### Your objective
Write out again, please, the records below from the first line to the line holding "SiteConfig → Result<(), Vec<ValidationError>>", inclusive, and nothing else.

### Material supplied
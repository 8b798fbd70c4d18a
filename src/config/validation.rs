//! Configuration validation.
//!
//! # Responsibilities
//! - Semantic validation (serde handles syntactic)
//! - Check patterns, mounts, status codes and header syntax
//!
//! # Design Decisions
//! - Returns all validation errors, not just first
//! - Validation is pure function: SiteConfig → Result<(), Vec<ValidationError>>
//! - Runs before config is accepted into the system

use axum::http::{HeaderName, HeaderValue};
use std::fmt;

use crate::config::schema::SiteConfig;
use crate::routing::pattern::PathPattern;

/// One semantic problem in a site configuration.
#[derive(Debug, Clone, PartialEq, Eq)]
pub struct ValidationError {
    /// Dotted location of the offending entry, e.g. `proxies./api`.
    pub field: String,
    pub message: String,
}

impl ValidationError {
    fn new(field: impl Into<String>, message: impl Into<String>) -> Self {
        Self {
            field: field.into(),
            message: message.into(),
        }
    }
}

impl fmt::Display for ValidationError {
    fn fmt(&self, f: &mut fmt::Formatter<'_>) -> fmt::Result {
        write!(f, "{}: {}", self.field, self.message)
    }
}

/// Check a parsed site configuration.
pub fn validate_site(config: &SiteConfig) -> Result<(), Vec<ValidationError>> {
    let mut errors = Vec::new();

    for (pattern, rule) in config.redirects.iter() {
        let field = format!("redirects.{pattern}");
        check_pattern(&field, pattern, &mut errors);
        if !(300..=399).contains(&rule.status) {
            errors.push(ValidationError::new(
                &field,
                format!("status {} is not a redirect code", rule.status),
            ));
        }
        if rule.url.is_empty() {
            errors.push(ValidationError::new(&field, "redirect target is empty"));
        }
    }

    for (pattern, file) in config.routes.iter() {
        let field = format!("routes.{pattern}");
        check_pattern(&field, pattern, &mut errors);
        if file.is_empty() {
            errors.push(ValidationError::new(&field, "route target is empty"));
        }
    }

    for (mount, proxy) in config.proxies.iter() {
        let field = format!("proxies.{mount}");
        if !mount.starts_with('/') || !mount.ends_with('/') {
            errors.push(ValidationError::new(
                &field,
                "mount must start and end with '/'",
            ));
        }
        if proxy.origin.is_empty() {
            errors.push(ValidationError::new(&field, "origin is empty"));
        }
    }

    for (pattern, headers) in config.headers.iter() {
        let field = format!("headers.{pattern}");
        check_pattern(&field, pattern, &mut errors);
        for (name, value) in headers.iter() {
            if HeaderName::from_bytes(name.as_bytes()).is_err() {
                errors.push(ValidationError::new(
                    &field,
                    format!("invalid header name {name:?}"),
                ));
            }
            if HeaderValue::from_str(value).is_err() {
                errors.push(ValidationError::new(
                    &field,
                    format!("invalid value for header {name}"),
                ));
            }
        }
    }

    for (code, file) in config.error_pages.iter() {
        let field = format!("error_pages.{code}");
        match code.parse::<u16>() {
            Ok(status) if (400..=599).contains(&status) => {}
            _ => errors.push(ValidationError::new(
                &field,
                "key must be a 4xx or 5xx status code",
            )),
        }
        if file.is_empty() {
            errors.push(ValidationError::new(&field, "error page path is empty"));
        }
    }

    if let Some(auth) = config.basic_auth.as_ref().and_then(|a| a.resolve()) {
        if let Some(realm) = &auth.realm {
            if realm.chars().any(|c| c == '"' || c == '\\' || c.is_control()) {
                errors.push(ValidationError::new(
                    "basic_auth.realm",
                    "realm must not contain quotes, backslashes or control characters",
                ));
            }
        }
        if let Some(scope) = &auth.scope {
            if !scope.starts_with('/') {
                errors.push(ValidationError::new(
                    "basic_auth.scope",
                    "scope must start with '/'",
                ));
            }
        }
        if auth.username.is_some() != auth.password.is_some() {
            errors.push(ValidationError::new(
                "basic_auth",
                "username and password must be set together",
            ));
        }
    }

    if errors.is_empty() {
        Ok(())
    } else {
        Err(errors)
    }
}

fn check_pattern(field: &str, pattern: &str, errors: &mut Vec<ValidationError>) {
    if !pattern.starts_with('/') {
        errors.push(ValidationError::new(field, "pattern must start with '/'"));
        return;
    }
    if let Err(e) = PathPattern::compile(pattern) {
        errors.push(ValidationError::new(field, format!("bad pattern: {e}")));
    }
}
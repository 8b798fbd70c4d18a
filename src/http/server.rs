//! HTTP server setup and configuration.
//!
//! # Responsibilities
//! - Create Axum Router with the site handler
//! - Wire up middleware (tracing, timeout, request ID)
//! - Enforce the body size limit after the HTTPS and auth gates
//! - Convert wire requests to `SiteRequest` and run the dispatcher
//! - Execute forward instructions against upstream origins
//! - Swap in recompiled routing tables without dropping requests
//! - Observability (metrics, correlation IDs)

use arc_swap::ArcSwap;
use axum::{
    body::Body,
    extract::State,
    http::{Request, StatusCode, Uri},
    response::{IntoResponse, Response},
    routing::any,
    Router,
};
use bytes::Bytes;
use hyper_util::{
    client::legacy::{connect::HttpConnector, Client},
    rt::TokioExecutor,
};
use std::sync::Arc;
use std::time::{Duration, Instant};
use tokio::net::TcpListener;
use tokio::sync::{broadcast, mpsc};
use tower_http::{
    request_id::{MakeRequestUuid, PropagateRequestIdLayer, SetRequestIdLayer},
    timeout::TimeoutLayer,
    trace::TraceLayer,
};

use crate::config::env::Environment;
use crate::config::schema::ServerConfig;
use crate::error::SiteError;
use crate::http::request::SiteRequest;
use crate::http::response::{ForwardInstruction, Outcome};
use crate::lifecycle::shutdown;
use crate::observability::metrics;
use crate::pipeline::{Dispatcher, Stage};
use crate::routing::router::RoutingTable;
use crate::security::headers;

/// Application state injected into handlers.
#[derive(Clone)]
pub struct AppState {
    pub table: Arc<ArcSwap<RoutingTable>>,
    pub env: Arc<dyn Environment>,
    pub client: Client<HttpConnector, Body>,
    pub upstream_timeout: Duration,
    pub max_body_bytes: usize,
}

/// HTTP server for one site.
pub struct HttpServer {
    router: Router,
    table: Arc<ArcSwap<RoutingTable>>,
    config: ServerConfig,
}

impl HttpServer {
    /// Create a server serving `table`, interpolating from `env`.
    pub fn new(config: ServerConfig, table: RoutingTable, env: Arc<dyn Environment>) -> Self {
        let table = Arc::new(ArcSwap::from_pointee(table));

        let client = Client::builder(TokioExecutor::new()).build(HttpConnector::new());

        let state = AppState {
            table: table.clone(),
            env,
            client,
            upstream_timeout: Duration::from_secs(config.timeouts.upstream_secs),
            max_body_bytes: config.limits.max_body_bytes,
        };

        let router = Self::build_router(&config, state);
        Self {
            router,
            table,
            config,
        }
    }

    /// Build the Axum router with all middleware layers.
    #[allow(deprecated)]
    fn build_router(config: &ServerConfig, state: AppState) -> Router {
        Router::new()
            .route("/{*path}", any(site_handler))
            .route("/", any(site_handler))
            .fallback(site_handler)
            .with_state(state)
            .layer(TimeoutLayer::new(Duration::from_secs(config.timeouts.request_secs)))
            .layer(PropagateRequestIdLayer::x_request_id())
            .layer(TraceLayer::new_for_http())
            .layer(SetRequestIdLayer::x_request_id(MakeRequestUuid))
    }

    /// Handle to the live table, for swapping in a new one.
    pub fn table(&self) -> Arc<ArcSwap<RoutingTable>> {
        self.table.clone()
    }

    /// Run the server until `shutdown` fires.
    ///
    /// Tables received on `updates` replace the live one atomically.
    pub async fn run(
        self,
        listener: TcpListener,
        mut updates: mpsc::UnboundedReceiver<RoutingTable>,
        shutdown: broadcast::Receiver<()>,
    ) -> Result<(), std::io::Error> {
        let addr = listener.local_addr()?;
        tracing::info!(address = %addr, "HTTP server starting");

        let table = self.table.clone();
        let mut reload_shutdown = shutdown.resubscribe();
        tokio::spawn(async move {
            loop {
                tokio::select! {
                    update = updates.recv() => match update {
                        Some(new_table) => {
                            table.store(Arc::new(new_table));
                            metrics::record_config_reload();
                            tracing::info!("Routing table swapped");
                        }
                        None => break,
                    },
                    _ = reload_shutdown.recv() => break,
                }
            }
        });

        axum::serve(listener, self.router)
            .with_graceful_shutdown(shutdown::wait(shutdown))
            .await?;

        tracing::info!("HTTP server stopped");
        Ok(())
    }

    pub fn config(&self) -> &ServerConfig {
        &self.config
    }
}

/// Site handler: dispatch, then reply or forward.
async fn site_handler(State(state): State<AppState>, request: Request<Body>) -> Response {
    let start_time = Instant::now();
    let request_id = request
        .headers()
        .get("x-request-id")
        .and_then(|v| v.to_str().ok())
        .unwrap_or("unknown")
        .to_string();

    let (parts, body) = request.into_parts();
    let method = parts.method.to_string();
    let dispatcher = Dispatcher::new(state.table.load_full(), state.env.clone());

    let (body, oversized) = match axum::body::to_bytes(body, state.max_body_bytes).await {
        Ok(bytes) => (bytes, false),
        Err(e) => {
            tracing::warn!(request_id = %request_id, error = %e, "Request body rejected");
            (Bytes::new(), true)
        }
    };
    let site_request = SiteRequest::from_parts(&parts, body);

    tracing::debug!(
        request_id = %request_id,
        method = %method,
        path = %site_request.path,
        "Dispatching request"
    );

    // Stages read the filesystem and verify password hashes synchronously.
    let joined = tokio::task::spawn_blocking(move || {
        let dispatched = if oversized {
            dispatcher.reject_oversized(&site_request)
        } else {
            dispatcher.dispatch(&site_request)
        };
        (dispatcher, site_request, dispatched)
    })
    .await;
    let (dispatcher, site_request, dispatched) = match joined {
        Ok(done) => done,
        Err(e) => {
            tracing::error!(request_id = %request_id, error = %e, "Dispatch task failed");
            metrics::record_request(&method, "dispatch", 500, start_time);
            return StatusCode::INTERNAL_SERVER_ERROR.into_response();
        }
    };

    match dispatched.outcome {
        Outcome::Reply(resp) => {
            tracing::debug!(
                request_id = %request_id,
                stage = %dispatched.stage,
                status = resp.status.as_u16(),
                "Replying"
            );
            metrics::record_request(&method, dispatched.stage.as_str(), resp.status.as_u16(), start_time);
            resp.into_response()
        }
        Outcome::Forward(fwd) => {
            let response = match forward(&state, fwd, &request_id).await {
                Ok(response) => response,
                Err(e) => {
                    tracing::error!(request_id = %request_id, error = %e, "Upstream error");
                    dispatcher
                        .render_error(&site_request, e.status())
                        .into_response()
                }
            };
            metrics::record_request(&method, Stage::Proxy.as_str(), response.status().as_u16(), start_time);
            response
        }
    }
}

/// Send a forward instruction upstream. No retries.
async fn forward(state: &AppState, fwd: ForwardInstruction, request_id: &str) -> Result<Response, SiteError> {
    let origin = fwd.url.origin().ascii_serialization();
    let unreachable = |reason: String| SiteError::UpstreamUnreachable {
        origin: origin.clone(),
        reason,
    };

    let uri: Uri = fwd
        .url
        .as_str()
        .parse()
        .map_err(|e: axum::http::uri::InvalidUri| unreachable(e.to_string()))?;

    let mut builder = Request::builder().method(fwd.method.clone()).uri(uri);
    if let Some(h) = builder.headers_mut() {
        h.extend(fwd.headers.clone());
    }
    let req = builder
        .body(Body::from(fwd.body.clone()))
        .map_err(|e| unreachable(e.to_string()))?;

    tracing::debug!(request_id = %request_id, upstream = %fwd.url, "Forwarding request");

    let response = match tokio::time::timeout(state.upstream_timeout, state.client.request(req)).await {
        Ok(Ok(response)) => response,
        Ok(Err(e)) => {
            metrics::record_upstream_failure(&fwd.mount);
            return Err(unreachable(e.to_string()));
        }
        Err(_) => {
            metrics::record_upstream_failure(&fwd.mount);
            return Err(unreachable(format!(
                "no response within {}s",
                state.upstream_timeout.as_secs()
            )));
        }
    };

    let (mut parts, body) = response.into_parts();
    headers::strip_hop_by_hop(&mut parts.headers);
    headers::apply(&mut parts.headers, &fwd.response_headers);
    Ok(Response::from_parts(parts, Body::new(body)))
}

#[cfg(test)]
mod tests {
    use super::*;
    use crate::config::env::MapEnv;
    use crate::config::loader::parse_site;
    use std::path::Path;
    use tempfile::TempDir;
    use tower::ServiceExt;

    fn table(dir: &TempDir, json: &str) -> RoutingTable {
        let config = parse_site(Path::new("static.json"), json).unwrap();
        RoutingTable::from_config(&config, dir.path()).unwrap()
    }

    fn server(json: &str) -> (TempDir, HttpServer) {
        let dir = tempfile::tempdir().unwrap();
        let root = dir.path().join("public_html");
        std::fs::create_dir_all(&root).unwrap();
        std::fs::write(root.join("index.html"), "home").unwrap();
        let table = table(&dir, json);
        let server = HttpServer::new(ServerConfig::default(), table, Arc::new(MapEnv::new()));
        (dir, server)
    }

    fn get(path: &str) -> Request<Body> {
        Request::builder()
            .uri(path)
            .header("host", "example.com:8080")
            .body(Body::empty())
            .unwrap()
    }

    async fn text(response: Response) -> String {
        let bytes = axum::body::to_bytes(response.into_body(), usize::MAX).await.unwrap();
        String::from_utf8_lossy(&bytes).into_owned()
    }

    #[tokio::test]
    async fn test_serves_static_file() {
        let (_dir, server) = server("{}");
        let response = server.router.clone().oneshot(get("/index.html")).await.unwrap();
        assert_eq!(response.status(), StatusCode::OK);
        assert!(response.headers().contains_key("x-request-id"));
        assert_eq!(text(response).await, "home");
    }

    #[tokio::test]
    async fn test_redirect_location_uses_host_header() {
        let (_dir, server) = server(r#"{"redirects": {"/old": {"url": "/"}}}"#);
        let response = server.router.clone().oneshot(get("/old")).await.unwrap();
        assert_eq!(response.status(), StatusCode::FOUND);
        assert_eq!(response.headers()["location"], "http://example.com/");
    }

    #[tokio::test]
    async fn test_swapped_table_used_by_next_request() {
        let (dir, server) = server("{}");
        let response = server.router.clone().oneshot(get("/docs")).await.unwrap();
        assert_eq!(response.status(), StatusCode::NOT_FOUND);

        server
            .table()
            .store(Arc::new(table(&dir, r#"{"routes": {"/docs": "index.html"}}"#)));
        let response = server.router.clone().oneshot(get("/docs")).await.unwrap();
        assert_eq!(response.status(), StatusCode::OK);
        assert_eq!(text(response).await, "home");
    }
}
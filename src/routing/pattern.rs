//! Path pattern matching.
//!
//! # Responsibilities
//! - Exact path patterns (`/foo.html`)
//! - Wildcard patterns: `*` matches within one segment, `**` spans segments
//! - Mount prefixes for proxies (`/api/`)
//!
//! # Design Decisions
//! - Matching is case-sensitive
//! - A `/**` segment also matches zero segments: `/route/**` matches `/route`
//! - Trailing slashes are significant
//! - Wildcards are compiled to an anchored regex once, at load time

use regex::Regex;

/// A compiled path pattern.
#[derive(Debug, Clone)]
pub enum PathPattern {
    /// Matches one literal path.
    Exact(String),
    /// Matches any path the glob accepts.
    Wildcard { source: String, regex: Regex },
    /// Matches every path starting with the prefix.
    Mount(String),
}

impl PathPattern {
    /// Compile a rule pattern. Patterns without `*` are exact.
    pub fn compile(source: &str) -> Result<Self, regex::Error> {
        if !source.contains('*') {
            return Ok(PathPattern::Exact(source.to_string()));
        }
        let regex = Regex::new(&glob_to_regex(source))?;
        Ok(PathPattern::Wildcard {
            source: source.to_string(),
            regex,
        })
    }

    /// A proxy mount point.
    pub fn mount(prefix: impl Into<String>) -> Self {
        PathPattern::Mount(prefix.into())
    }

    pub fn matches(&self, path: &str) -> bool {
        match self {
            PathPattern::Exact(p) => path == p,
            PathPattern::Wildcard { regex, .. } => regex.is_match(path),
            PathPattern::Mount(prefix) => path.starts_with(prefix.as_str()),
        }
    }

    pub fn is_exact(&self) -> bool {
        matches!(self, PathPattern::Exact(_))
    }

    /// The pattern as configured.
    pub fn as_str(&self) -> &str {
        match self {
            PathPattern::Exact(p) | PathPattern::Mount(p) => p,
            PathPattern::Wildcard { source, .. } => source,
        }
    }
}

fn glob_to_regex(glob: &str) -> String {
    let mut re = String::with_capacity(glob.len() * 2 + 2);
    re.push('^');

    let chars: Vec<char> = glob.chars().collect();
    let mut i = 0;
    while i < chars.len() {
        let c = chars[i];
        if c == '*' && chars.get(i + 1) == Some(&'*') {
            let at_segment_start = i > 0 && chars[i - 1] == '/';
            let at_segment_end = matches!(chars.get(i + 2), None | Some('/'));
            if at_segment_start && at_segment_end {
                // "/**" covers the slash before it so that zero segments match.
                re.pop();
                re.push_str("(?:/.*)?");
            } else {
                re.push_str(".*");
            }
            i += 2;
            continue;
        }
        if c == '*' {
            re.push_str("[^/]*");
        } else {
            re.push_str(&regex::escape(&c.to_string()));
        }
        i += 1;
    }

    re.push('$');
    re
}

### Exercise result
repository 8b798fbd70c4d18a
filename src/config/validation.rs
//! Configuration validation.
//!
//! # Responsibilities
//! - Semantic validation (serde handles syntactic)
//! - Check patterns, mounts, status codes and header syntax
//!
//! # Design Decisions
//! - Returns all validation errors, not just first
//! - Validation is pure function: SiteConfig → Result<(), Vec<ValidationError>>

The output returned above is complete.